Readers of this magazine should be aware of CAMRA’s stated policy that no pub owning business should have the right to impose on a tenant supply ties relating to any product which it does not itself manufacture.
Just as, say, the owners of a shopping precinct would not be entitled to restrict the goods a grocery business in one of its units could buy in from which suppliers and at what cost, we see no reason why pub owning businesses should have such powers. However, historical anomaly has allowed the ‘wet rent’ rake off from anti-competitive supply ties to form the basis of several pub companies’ leased or tenanted business operations for the last 30 years.
There is now a welcome possibility that this anomaly will come under official scrutiny as the Competition and Markets Authority (CMA) is ‘reviewing the retained Vertical Block Exemption Regulation to inform its recommendation to government on replacing it when it expires in May 2022’. Details are published on the CMA website of an initial open consultation, closing on 6 July 2021, to which CAMRA will be among those responding.

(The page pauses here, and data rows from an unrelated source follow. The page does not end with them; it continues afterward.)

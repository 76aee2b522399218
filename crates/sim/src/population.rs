//! Spawns owners, hired companions and autonomous companions.
use companion_core::{
    AbilityId, Companion, CompanionTemplate, ControllerConfig, EntityId, PowerKind, Position,
    ResourceMeter, TemplateFlags, UnitInfo,
};
use companion_runtime::{CompanionRuntime, PopulationConfig};
use tracing::debug;

const PLAYER_FACTION: u32 = 1;
const COMPANION_FACTION: u32 = 35;
const FIRST_COMPANION_ID: u64 = 100_000;

/// Ids of everything [`spawn`] created.
#[derive(Debug, Default)]
pub struct Population {
    pub owners: Vec<EntityId>,
    pub companions: Vec<EntityId>,
}

pub fn spawn(runtime: &mut CompanionRuntime, config: &PopulationConfig) -> anyhow::Result<Population> {
    let mut population = Population::default();
    let raid = config.raid.then(|| runtime.world_mut().create_group(true));
    let mut next_id = FIRST_COMPANION_ID;

    for n in 0..config.owners {
        let owner = EntityId(n as u64 + 1);
        let mut unit = UnitInfo::player(owner, Position::new(0, 20.0 * n as f32, 0.0, 0.0));
        unit.faction = PLAYER_FACTION;
        runtime.spawn_unit(unit)?;

        let group = match raid {
            Some(group) => group,
            None => runtime.world_mut().create_group(false),
        };
        runtime.world_mut().join_group(group, owner)?;
        population.owners.push(owner);

        for _ in 0..config.companions_per_owner {
            let id = runtime.spawn_companion(template_companion(next_id, owner_spot(n)))?;
            runtime.hire(owner, id)?;
            population.companions.push(id);
            next_id += 1;
        }
    }

    for n in 0..config.autonomous {
        let spot = Position::new(0, 5.0 * (n % 50) as f32, 500.0 + 5.0 * (n / 50) as f32, 0.0);
        let id = runtime.spawn_companion(template_companion(next_id, spot))?;
        population.companions.push(id);
        next_id += 1;
    }

    debug!(
        owners = population.owners.len(),
        companions = population.companions.len(),
        "population spawned"
    );
    Ok(population)
}

/// Teaches every companion each first rank in the runtime's catalogue.
pub fn teach(runtime: &mut CompanionRuntime, population: &Population) -> anyhow::Result<Vec<AbilityId>> {
    let bases = runtime.abilities().base_ids();
    for &id in &population.companions {
        for &base in &bases {
            runtime.learn(id, base)?;
        }
    }
    Ok(bases)
}

fn owner_spot(owner: usize) -> Position {
    Position::new(0, 20.0 * owner as f32 - 2.0, 0.0, 0.0)
}

fn template_companion(id: u64, position: Position) -> Companion {
    let template = CompanionTemplate {
        entry: ControllerConfig::MIN_COMPANION_ENTRY + (id % 16) as u32,
        faction: COMPANION_FACTION,
        flags: TemplateFlags::CAN_ASSIST,
    };
    let mut companion = Companion::new(EntityId(id), format!("Companion {id}"), template)
        .with_level(10 + (id % 60) as u8)
        .with_position(position)
        .with_health(ResourceMeter::new(400, 1000))
        .with_power(PowerKind::Energy, ResourceMeter::new(0, 100));
    companion.regen_modifiers.mod_regen = 25;
    companion
}
use tracing::debug;

use super::CompanionController;
use crate::config::ControllerConfig;
use crate::env::{CompanionEnv, UnitInfo};
use crate::state::{Companion, EntityId, UnitStateFlags};

impl CompanionController {
    /// Engages `target`. Returns false if the combat driver refused.
    pub fn attack_start(
        &mut self,
        companion: &mut Companion,
        target: EntityId,
        env: &mut CompanionEnv<'_>,
    ) -> bool {
        if !env.combat().engage(companion, target) {
            return false;
        }

        companion.unit_state.remove(UnitStateFlags::FOLLOW);
        self.combat_start.get_or_insert(companion.position);
        if self.combat_movement {
            env.movement().move_chase(companion.id, target);
        }
        true
    }

    /// `who` came into view.
    pub fn move_in_line_of_sight(
        &mut self,
        companion: &mut Companion,
        who: &UnitInfo,
        env: &mut CompanionEnv<'_>,
    ) {
        if companion.victim.is_some() {
            return;
        }

        if !companion.is_stunned()
            && who.targetable
            && who.accessible
            && self.assist_player_in_combat(companion, who, env)
        {
            return;
        }

        if env.combat().can_start_attack(companion, who) {
            if companion.unit_state.contains(UnitStateFlags::DISTRACTED) {
                companion.unit_state.remove(UnitStateFlags::DISTRACTED);
                env.movement().clear(companion.id);
            }
            self.attack_start(companion, who.id, env);
        }
    }

    /// Joins a fight against `who` if it is attacking a player.
    ///
    /// Requires the template's assist flag, a player-controlled victim, a
    /// non-friendly `who`, and `who` within range and sight.
    pub fn assist_player_in_combat(
        &mut self,
        companion: &mut Companion,
        who: &UnitInfo,
        env: &mut CompanionEnv<'_>,
    ) -> bool {
        let Some(victim) = who.victim else {
            return false;
        };
        if !companion.can_assist() {
            return false;
        }

        let world = env.world();
        if !world.unit(victim).is_some_and(|unit| unit.player_controlled) {
            return false;
        }
        if world.is_friendly(companion.faction, who.faction) {
            return false;
        }
        if !who.is_within(&companion.position, self.config.max_leader_distance)
            || !world.in_line_of_sight(&companion.position, &who.position)
        {
            return false;
        }

        debug!(companion = %companion.id, attacker = %who.id, %victim, "assisting player");
        self.attack_start(companion, who.id, env);
        true
    }

    /// Leaves combat and heads back to where it started, or home when not
    /// following.
    pub fn evade(&mut self, companion: &mut Companion, env: &mut CompanionEnv<'_>) {
        companion.clear_effects();
        env.combat().disengage(companion);
        companion.loot_recipient = None;

        let combat_start = self.combat_start.take();
        if self.follow.in_progress() {
            let destination = combat_start.unwrap_or(companion.position);
            debug!(companion = %companion.id, "left combat, returning to combat start");
            env.movement().move_point(
                companion.id,
                ControllerConfig::POINT_COMBAT_START,
                destination,
            );
        } else {
            debug!(companion = %companion.id, "left combat, returning home");
            env.movement().move_home(companion.id);
        }

        env.combat().reset(companion);
    }
}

Implementing corresponding EU legislation, the Competition Act 1998 prohibits agreements between businesses that restrict competition in the UK (unless they meet the conditions for exemption in section 9(1) of the Competition Act or are otherwise excluded). This is known as the Chapter I prohibition. CMA explains: “An agreement is exempt from the Chapter I prohibition if it creates sufficient benefits to outweigh any anti-competitive effects. A ‘block exemption’ regulation automatically exempts agreements of a certain type from the Chapter I prohibition if the agreement satisfies the conditions set out in the block exemption regulation.
This consultation relates to the block exemption regulation for ‘vertical agreements’ – referred to here as the retained VBER. Vertical agreements are agreements for the sale and purchase of goods or services that are entered into between businesses operating at different levels of the production or distribution chain, for example, between manufacturers and wholesalers or retailers.
Most vertical agreements do not generally give rise to competition concerns and may have positive effects, for instance, by helping a manufacturer enter a new market or avoid a distributor ‘free-riding’ on the efforts of another distributor. However, some vertical agreements may negatively affect competition if the agreement restricts the supplier or buyer in such a way that, for example, it denies access to markets for other businesses, or otherwise reduces competition. This may lead to harm for consumers by increasing prices, limiting choice, lowering the quality of goods and services, or reducing innovation. Such harm may be more likely where one or more of the parties to the agreement possesses market power or where the agreement forms part of a network of similar agreements.”
Those last three sentences seem wholly applicable to those onerous beer ties. As I wrote here last April, just as we now feel free to advocate taxing draught beer less, let us also advocate removal of the exemption of ‘vertical agreements’ from the application of competition law. Pub companies’ restrictive supply ties should be open to scrutiny. Unless they can be shown to confer consumer benefits, I believe they should be unenforceable.
Competition law is complex and the CMA consultation exercise is carefully structured. Interested pub campaigners and small brewers should visit the CMA website.